STANDARD: Ihr Konzept "stuben21" soll die Essenz der alten Zirbenstube neu interpretieren. Was ist denn diese Essenz?

Daniel: Wir haben uns sehr viele Stuben in vielen Regionen angesehen. Wir wollten den gemeinsamen Nenner herausfinden. Aus unserer Sicht ist das, was wir bauen, diese Essenz, das fängt beim Fußkranz der Tische an und hört bei der Truhe - als Sideboard umfunktioniert - auf.

STANDARD: Sie wollen mit Ihren Möbeln außerdem Alpines mit Urbanem verbinden. Ist das nicht ein Widerspruch, bzw. wozu?

Horn: Die Trendforscherin Li Edelkoort sagt, der nächste tragende Trend wird eine Osmose von Stadt und Land sein. Das gab's zumindest einseitig schon zu Zeiten der Sommerfrische, als der großstädtische Salon temporär aufs Land transferiert wurde. Ich denke, die Stadt kann viele Bereicherungen durch alpine Traditionen erfahren, gerade was Behaglichkeit und Einfachheit betrifft.

STANDARD: Gibt es ein räumliches Gegenstück zur Stube?

Daniel: Nun, das wären all jene Räume, die besonders kalt, anonym und hochtechnisiert sind.

STANDARD: Aber man liest immer mehr von intelligenten Häusern, von Kühlschränken, die einem den Einkaufszettel aufs Smartphone senden etc.

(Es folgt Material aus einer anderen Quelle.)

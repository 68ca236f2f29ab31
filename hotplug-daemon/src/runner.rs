//! Rule runners: what a worker executes for one event.
//!
//! [`CommandRunner`] runs an external program with the event in its
//! environment. The child is spawned with `kill_on_drop`, so aborting the
//! worker task after a hard timeout also kills the process.

use std::future::Future;
use std::path::PathBuf;
use std::process::Stdio;

use hotplug_core::db::is_valid_tag;
use hotplug_core::{Action, Device, Execution, SeqNum};
use tokio::process::Command;

/// Exit status (`EX_TEMPFAIL`) a rules program uses to report a locked device.
pub const EXIT_DEVICE_LOCKED: i32 = 75;

/// Environment variable set when the lock ceiling forced this run.
pub const IGNORE_LOCK_ENV: &str = "HOTPLUG_IGNORE_LOCK";

/// One unit of work handed to a worker.
#[derive(Debug, Clone, PartialEq, Eq)]
pub struct Job {
    pub seq: SeqNum,
    pub action: Action,
    pub device: Device,
    /// Run even if the device is still locked.
    pub ignore_lock: bool,
}

/// Executes the rules for one event inside a worker.
pub trait RuleRunner: Send + Sync + 'static {
    fn run(&self, job: Job) -> impl Future<Output = Execution> + Send;
}

/// Runs no rules: every event succeeds with its device unchanged.
#[derive(Debug, Clone, Copy, Default)]
pub struct PassthroughRunner;

impl RuleRunner for PassthroughRunner {
    fn run(&self, job: Job) -> impl Future<Output = Execution> + Send {
        async move { Execution::success(job.device) }
    }
}

/// Runs an external rules program once per event.
///
/// Exit status 0 is success and every `KEY=VALUE` line on stdout is merged
/// into the device (`TAG=name` adds a tag). Exit status
/// [`EXIT_DEVICE_LOCKED`] reports a locked device. Anything else is a rule
/// engine failure.
#[derive(Debug, Clone)]
pub struct CommandRunner {
    program: PathBuf,
}

impl CommandRunner {
    pub fn new(program: impl Into<PathBuf>) -> Self {
        Self {
            program: program.into(),
        }
    }

    fn command(&self, job: &Job) -> Command {
        let mut cmd = Command::new(&self.program);
        cmd.envs(&job.device.properties)
            .env("ACTION", job.action.to_string())
            .env("DEVPATH", job.device.devpath.as_str())
            .env("SUBSYSTEM", &job.device.subsystem)
            .env("SEQNUM", job.seq.to_string());
        if let Some(old) = &job.device.devpath_old {
            cmd.env("DEVPATH_OLD", old.as_str());
        }
        if let Some(devtype) = &job.device.devtype {
            cmd.env("DEVTYPE", devtype);
        }
        if let Some(devnum) = job.device.devnum {
            cmd.env("MAJOR", devnum.major.to_string())
                .env("MINOR", devnum.minor.to_string());
        }
        if let Some(ifindex) = job.device.ifindex {
            cmd.env("IFINDEX", ifindex.to_string());
        }
        if job.ignore_lock {
            cmd.env(IGNORE_LOCK_ENV, "1");
        }
        cmd.stdin(Stdio::null())
            .stdout(Stdio::piped())
            .stderr(Stdio::piped())
            .kill_on_drop(true);
        cmd
    }

    async fn run_program(&self, job: Job) -> Execution {
        let output = match self.command(&job).output().await {
            Ok(output) => output,
            Err(err) => {
                return Execution::failed(
                    job.device,
                    format!("failed to run {}: {err}", self.program.display()),
                )
            }
        };

        match output.status.code() {
            Some(0) => {
                let mut device = job.device;
                apply_rule_output(&mut device, &String::from_utf8_lossy(&output.stdout));
                Execution::success(device)
            }
            Some(EXIT_DEVICE_LOCKED) => Execution::locked(job.device),
            Some(code) => {
                let stderr = String::from_utf8_lossy(&output.stderr);
                let reason = match stderr.trim() {
                    "" => format!("exit status {code}"),
                    detail => format!("exit status {code}: {detail}"),
                };
                Execution::failed(job.device, reason)
            }
            None => Execution::failed(job.device, "terminated by signal"),
        }
    }
}

impl RuleRunner for CommandRunner {
    fn run(&self, job: Job) -> impl Future<Output = Execution> + Send {
        self.run_program(job)
    }
}

/// Merge `KEY=VALUE` lines into `device`; `TAG=name` adds a tag.
pub fn apply_rule_output(device: &mut Device, stdout: &str) {
    for line in stdout.lines() {
        let Some((key, value)) = line.trim().split_once('=') else {
            continue;
        };
        let key = key.trim();
        if key.is_empty() {
            continue;
        }
        if key == "TAG" {
            if is_valid_tag(value) {
                device.tags.insert(value.to_string());
            } else if !value.is_empty() {
                tracing::warn!(devpath = %device.devpath, tag = value, "ignoring invalid tag from rules");
            }
        } else {
            device.properties.insert(key.to_string(), value.to_string());
        }
    }
}

#[cfg(test)]
mod tests {
    use super::*;
    use hotplug_core::Outcome;
    use std::io::Write;
    use tempfile::TempDir;

    fn job(ignore_lock: bool) -> Job {
        Job {
            seq: SeqNum(12),
            action: Action::Add,
            device: Device::new("/devices/virtual/block/loop0", Action::Add, "block"),
            ignore_lock,
        }
    }

    #[cfg(unix)]
    fn script(dir: &TempDir, body: &str) -> PathBuf {
        use std::os::unix::fs::PermissionsExt;

        let path = dir.path().join("rules.sh");
        let mut file = std::fs::File::create(&path).expect("create script");
        writeln!(file, "#!/bin/sh\n{body}").expect("write script");
        drop(file);
        std::fs::set_permissions(&path, std::fs::Permissions::from_mode(0o755)).expect("chmod");
        path
    }

    #[test]
    fn rule_output_sets_properties_and_tags() {
        let mut device = Device::new("/devices/usb1", Action::Add, "usb");
        apply_rule_output(&mut device, "ID_MODEL=stick\nTAG=uaccess\nnoise\n=skipped\n");
        assert_eq!(device.properties.get("ID_MODEL").map(String::as_str), Some("stick"));
        assert!(device.tags.contains("uaccess"));
        assert_eq!(device.properties.len(), 1);
    }

    #[test]
    fn rule_output_drops_tags_that_are_not_one_component() {
        let mut device = Device::new("/devices/usb1", Action::Add, "usb");
        apply_rule_output(&mut device, "TAG=/tmp/elsewhere\nTAG=..\nTAG=a/b\nTAG=seat\n");
        assert_eq!(device.tags.iter().collect::<Vec<_>>(), vec!["seat"]);
    }

    #[tokio::test]
    async fn passthrough_succeeds_unchanged() {
        let job = job(false);
        let execution = PassthroughRunner.run(job.clone()).await;
        assert_eq!(execution, Execution::success(job.device));
    }

    #[cfg(unix)]
    #[tokio::test]
    async fn exit_zero_is_success_with_properties() {
        let dir = TempDir::new().expect("tempdir");
        let runner = CommandRunner::new(script(&dir, "echo \"SEEN_SEQ=$SEQNUM\"\necho \"SEEN_ACTION=$ACTION\""));

        let execution = runner.run(job(false)).await;
        assert_eq!(execution.outcome, Outcome::Success);
        assert_eq!(execution.device.properties["SEEN_SEQ"], "12");
        assert_eq!(execution.device.properties["SEEN_ACTION"], "add");
    }

    #[cfg(unix)]
    #[tokio::test]
    async fn tempfail_exit_is_device_locked() {
        let dir = TempDir::new().expect("tempdir");
        let runner = CommandRunner::new(script(&dir, "[ -n \"$HOTPLUG_IGNORE_LOCK\" ] && exit 0\nexit 75"));

        assert_eq!(runner.run(job(false)).await.outcome, Outcome::DeviceLocked);
        assert_eq!(runner.run(job(true)).await.outcome, Outcome::Success);
    }

    #[cfg(unix)]
    #[tokio::test]
    async fn other_exit_is_failure_with_stderr() {
        let dir = TempDir::new().expect("tempdir");
        let runner = CommandRunner::new(script(&dir, "echo 'no such rule' >&2\nexit 3"));

        let execution = runner.run(job(false)).await;
        assert_eq!(
            execution.outcome,
            Outcome::RuleEngineFailure("exit status 3: no such rule".to_string())
        );
    }

    #[tokio::test]
    async fn missing_program_is_failure() {
        let runner = CommandRunner::new("/nonexistent/hotplug-rules");
        let execution = runner.run(job(false)).await;
        assert!(matches!(execution.outcome, Outcome::RuleEngineFailure(_)));
    }
}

Daniel: Davon halt ich persönlich nichts.

Horn: Es ist nicht notwendig, die Technik draußen zu lassen, aber es entspricht halt nicht unserer Idee.

STANDARD: Also kein von Ahornholz eingefasster Touchscreen als Tischfläche?

Daniel: Kann man machen, aber ich fänd's schade. Man würde sich ja die schöne Holzplatte versauen.